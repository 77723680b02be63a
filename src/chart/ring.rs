//! Per-ring rendering: background track, progress arc and hover visuals.

use std::f64::consts::TAU;

use kurbo::Vec2;

use crate::animation::spring::{Spring, SpringConfig};
use crate::animation::timer::Timeout;
use crate::animation::tween::Tween;
use crate::chart::context::{HoverFlags, RingContext};
use crate::chart::model::RingProps;
use crate::chart::progress::{ProgressAnimator, ProgressPhase};
use crate::geometry::arc::{
    ArcPath, ArcSpec, PROGRESS_START_ANGLE, TRACK_END_ANGLE, TRACK_START_ANGLE, annulus_contains,
};

/// Per-index delay of the background-track scale-in.
pub const TRACK_EXPAND_STAGGER: f64 = 0.08;
/// Duration of every hover-driven transition.
pub const HOVER_TRANSITION_SECS: f64 = 0.2;
/// Track opacity while another ring is hovered.
pub const FADED_TRACK_OPACITY: f64 = 0.3;
/// Progress opacity while another ring is hovered.
pub const FADED_PROGRESS_OPACITY: f64 = 0.4;
/// Scale of the hovered progress arc.
pub const HOVERED_PROGRESS_SCALE: f64 = 1.03;
/// Blur radius of the hover glow, in scene units.
pub const GLOW_BLUR_RADIUS: f64 = 12.0;

/// Seconds between (re)mount and the start of ring `index`'s track scale-in.
pub fn track_expand_delay(index: usize) -> f64 {
    index as f64 * TRACK_EXPAND_STAGGER
}

/// How the progress arc reaches its final sweep, chosen once from [`RingProps::animate`].
#[derive(Clone, Debug)]
pub enum ProgressMode {
    /// Spring-driven entrance.
    Animated(ProgressAnimator),
    /// Drawn at its final angle straight away.
    Static {
        /// End angle of the arc, refreshed when the data changes.
        end_angle: f64,
    },
}

/// Drop shadow drawn behind a hovered progress arc.
#[derive(Clone, Debug, PartialEq, serde::Serialize)]
pub struct Glow {
    /// Shadow color; the ring's own color.
    pub color: String,
    /// Blur radius in scene units.
    pub blur_radius: f64,
}

/// One styled arc, ready for a scene graph. Paths are centered on the chart origin and
/// `scale` applies around that origin.
#[derive(Clone, Debug, PartialEq, serde::Serialize)]
pub struct ArcLayer {
    /// Geometry inputs.
    pub arc: ArcSpec,
    /// SVG path data for `arc`.
    pub path: ArcPath,
    /// Fill color.
    pub fill: String,
    /// Opacity in `[0, 1]`.
    pub opacity: f64,
    /// Uniform scale around the chart center.
    pub scale: f64,
    /// Drop shadow, when hovered with glow enabled.
    #[serde(skip_serializing_if = "Option::is_none")]
    pub glow: Option<Glow>,
}

/// Everything one ring draws this frame.
#[derive(Clone, Debug, PartialEq, serde::Serialize)]
pub struct RingFrame {
    /// Ring index.
    pub index: usize,
    /// Full-circle background track.
    pub track: ArcLayer,
    /// Progress arc, drawn over the track.
    pub progress: ArcLayer,
    /// Hover emphasis this frame.
    #[serde(flatten)]
    pub hover: HoverFlags,
}

/// One ring of a chart: track, progress arc and their animations.
#[derive(Clone, Debug)]
pub struct RingRenderer {
    index: usize,
    props: RingProps,
    track_scale: Spring,
    track_timer: Option<Timeout>,
    track_opacity: Tween,
    progress_opacity: Tween,
    progress_scale: Tween,
    progress: ProgressMode,
    epoch: Option<u64>,
}

impl RingRenderer {
    /// An unmounted ring; the progress mode is fixed here from `props.animate`.
    pub fn new(index: usize, props: RingProps) -> Self {
        let progress = if props.animate {
            ProgressMode::Animated(ProgressAnimator::new(index))
        } else {
            ProgressMode::Static {
                end_angle: PROGRESS_START_ANGLE,
            }
        };
        let ease = props.hover_ease;
        let hover_tween = |v| Tween::settled(v, HOVER_TRANSITION_SECS, ease);
        Self {
            index,
            props,
            track_scale: Spring::new(1.0, SpringConfig::TRACK_SCALE),
            track_timer: None,
            track_opacity: hover_tween(1.0),
            progress_opacity: hover_tween(1.0),
            progress_scale: hover_tween(1.0),
            progress,
            epoch: None,
        }
    }

    /// Ring index.
    pub fn index(&self) -> usize {
        self.index
    }

    /// Display options.
    pub fn props(&self) -> &RingProps {
        &self.props
    }

    /// Animated or static progress.
    pub fn progress_mode(&self) -> &ProgressMode {
        &self.progress
    }

    /// Entrance phase of the progress arc; `None` in static mode.
    pub fn progress_phase(&self) -> Option<ProgressPhase> {
        match &self.progress {
            ProgressMode::Animated(anim) => Some(anim.phase()),
            ProgressMode::Static { .. } => None,
        }
    }

    /// Catches up with the context: replays the entrance if the epoch moved (or on first
    /// call) and adopts the current hover state without a transition.
    pub fn mount(&mut self, ctx: &RingContext) {
        self.sync_epoch(ctx);
        self.snap_hover(ctx);
    }

    /// Replays the entrance when the context's epoch differs from the one last seen.
    pub fn sync_epoch(&mut self, ctx: &RingContext) -> bool {
        let epoch = ctx.epoch();
        if self.epoch == Some(epoch) {
            return false;
        }
        self.epoch = Some(epoch);

        if let Some(timer) = &mut self.track_timer {
            timer.cancel();
        }
        if ctx.datum(self.index).is_none() {
            // Nothing to draw: stay idle until new data reaches this index.
            self.track_timer = None;
            self.track_scale.jump(1.0);
            if let ProgressMode::Animated(anim) = &mut self.progress {
                anim.unmount();
            }
            return true;
        }
        if self.props.animate {
            self.track_scale.jump(0.0);
            self.track_timer = Some(Timeout::new(track_expand_delay(self.index)));
        } else {
            self.track_scale.jump(1.0);
            self.track_timer = None;
        }

        let target = self.target_end_angle(ctx);
        match &mut self.progress {
            ProgressMode::Animated(anim) => {
                anim.sync(epoch);
            }
            ProgressMode::Static { end_angle } => *end_angle = target,
        }
        true
    }

    /// Re-derives fade/emphasis targets after a hover change. Rings without data adopt the
    /// new state immediately.
    pub fn on_hover_changed(&mut self, ctx: &RingContext) {
        if ctx.datum(self.index).is_none() {
            self.snap_hover(ctx);
            return;
        }
        let (track, opacity, scale) = self.hover_targets(ctx.hover_flags(self.index));
        self.track_opacity.retarget(track);
        self.progress_opacity.retarget(opacity);
        self.progress_scale.retarget(scale);
    }

    fn snap_hover(&mut self, ctx: &RingContext) {
        let (track, opacity, scale) = self.hover_targets(ctx.hover_flags(self.index));
        self.track_opacity.snap(track);
        self.progress_opacity.snap(opacity);
        self.progress_scale.snap(scale);
    }

    fn hover_targets(&self, flags: HoverFlags) -> (f64, f64, f64) {
        let track = if flags.is_faded {
            FADED_TRACK_OPACITY
        } else {
            1.0
        };
        let opacity = if flags.is_faded {
            FADED_PROGRESS_OPACITY
        } else {
            1.0
        };
        let scale = if flags.is_hovered {
            HOVERED_PROGRESS_SCALE
        } else {
            1.0
        };
        (track, opacity, scale)
    }

    /// Pointer entered this ring.
    pub fn pointer_enter(&self, ctx: &mut RingContext) -> bool {
        ctx.set_hovered_index(Some(self.index))
    }

    /// Pointer left this ring.
    pub fn pointer_leave(&self, ctx: &mut RingContext) -> bool {
        ctx.set_hovered_index(None)
    }

    /// Whether `offset` from the chart center lands on this ring's band.
    pub fn hit_test(&self, ctx: &RingContext, offset: Vec2) -> bool {
        if ctx.datum(self.index).is_none() {
            return false;
        }
        let radii = ctx.ring_radii(self.index);
        annulus_contains(offset, radii.inner_radius, radii.outer_radius)
    }

    /// Advances every animation by `dt` seconds. Returns whether more frames are needed.
    pub fn tick(&mut self, dt: f64) -> bool {
        let mut busy = false;

        let mut scale_dt = Some(dt);
        if let Some(timer) = &mut self.track_timer {
            if timer.is_pending() {
                scale_dt = timer.advance(dt);
                if scale_dt.is_some() {
                    self.track_scale.animate_to(1.0);
                }
            }
        }
        match scale_dt {
            Some(dt) => busy |= self.track_scale.tick(dt),
            None => busy = true,
        }

        busy |= self.track_opacity.tick(dt);
        busy |= self.progress_opacity.tick(dt);
        busy |= self.progress_scale.tick(dt);
        if let ProgressMode::Animated(anim) = &mut self.progress {
            busy |= anim.tick(dt);
        }
        busy
    }

    /// Whether any timer, spring or hover transition still needs ticks.
    pub fn is_animating(&self) -> bool {
        let progress_busy = match &self.progress {
            ProgressMode::Animated(anim) => matches!(
                anim.phase(),
                ProgressPhase::Delayed | ProgressPhase::Animating
            ),
            ProgressMode::Static { .. } => false,
        };
        progress_busy
            || self.track_timer.as_ref().is_some_and(Timeout::is_pending)
            || self.track_scale.is_animating()
            || self.track_opacity.is_animating()
            || self.progress_opacity.is_animating()
            || self.progress_scale.is_animating()
    }

    /// Cancels pending timers and freezes springs.
    pub fn unmount(&mut self) {
        if let Some(timer) = &mut self.track_timer {
            timer.cancel();
        }
        self.track_timer = None;
        self.track_scale.stop();
        if let ProgressMode::Animated(anim) = &mut self.progress {
            anim.unmount();
        }
        self.epoch = None;
    }

    fn target_end_angle(&self, ctx: &RingContext) -> f64 {
        let progress = ctx.datum(self.index).map_or(0.0, |d| d.progress());
        PROGRESS_START_ANGLE + TAU * progress
    }

    /// Current visuals, or `None` when the context has no datum for this ring.
    pub fn frame(&self, ctx: &RingContext) -> Option<RingFrame> {
        ctx.datum(self.index)?;

        let radii = ctx.ring_radii(self.index);
        let color = self
            .props
            .color
            .clone()
            .unwrap_or_else(|| ctx.color(self.index).to_string());
        let hover = ctx.hover_flags(self.index);

        let track_arc = ArcSpec::rounded(
            radii.inner_radius,
            radii.outer_radius,
            TRACK_START_ANGLE,
            TRACK_END_ANGLE,
        );
        let track = ArcLayer {
            arc: track_arc,
            path: track_arc.path(),
            fill: ctx.track_color().to_string(),
            opacity: self.track_opacity.value(),
            scale: self.track_scale.value(),
            glow: None,
        };

        let end_angle = match &self.progress {
            ProgressMode::Animated(anim) => {
                anim.end_angle(PROGRESS_START_ANGLE, self.target_end_angle(ctx))
            }
            ProgressMode::Static { end_angle } => *end_angle,
        };
        let progress_arc = ArcSpec::rounded(
            radii.inner_radius,
            radii.outer_radius,
            PROGRESS_START_ANGLE,
            end_angle,
        );
        let glow = (self.props.show_glow && hover.is_hovered).then(|| Glow {
            color: color.clone(),
            blur_radius: GLOW_BLUR_RADIUS,
        });
        let progress = ArcLayer {
            arc: progress_arc,
            path: progress_arc.path(),
            fill: color,
            opacity: self.progress_opacity.value(),
            scale: self.progress_scale.value(),
            glow,
        };

        Some(RingFrame {
            index: self.index,
            track,
            progress,
            hover,
        })
    }
}

#[cfg(test)]
#[path = "../../tests/unit/chart/ring.rs"]
mod tests;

..........

Each of the lines from the one holding "let progress = ArcLayer" through the final line of the entries is to be set down exactly, and no others.

### TASK SOLUTION
        let progress = ArcLayer {
            arc: progress_arc,
            path: progress_arc.path(),
            fill: color,
            opacity: self.progress_opacity.value(),
            scale: self.progress_scale.value(),
            glow,
        };

        Some(RingFrame {
            index: self.index,
            track,
            progress,
            hover,
        })
    }
}

#[cfg(test)]
#[path = "../../tests/unit/chart/ring.rs"]
mod tests;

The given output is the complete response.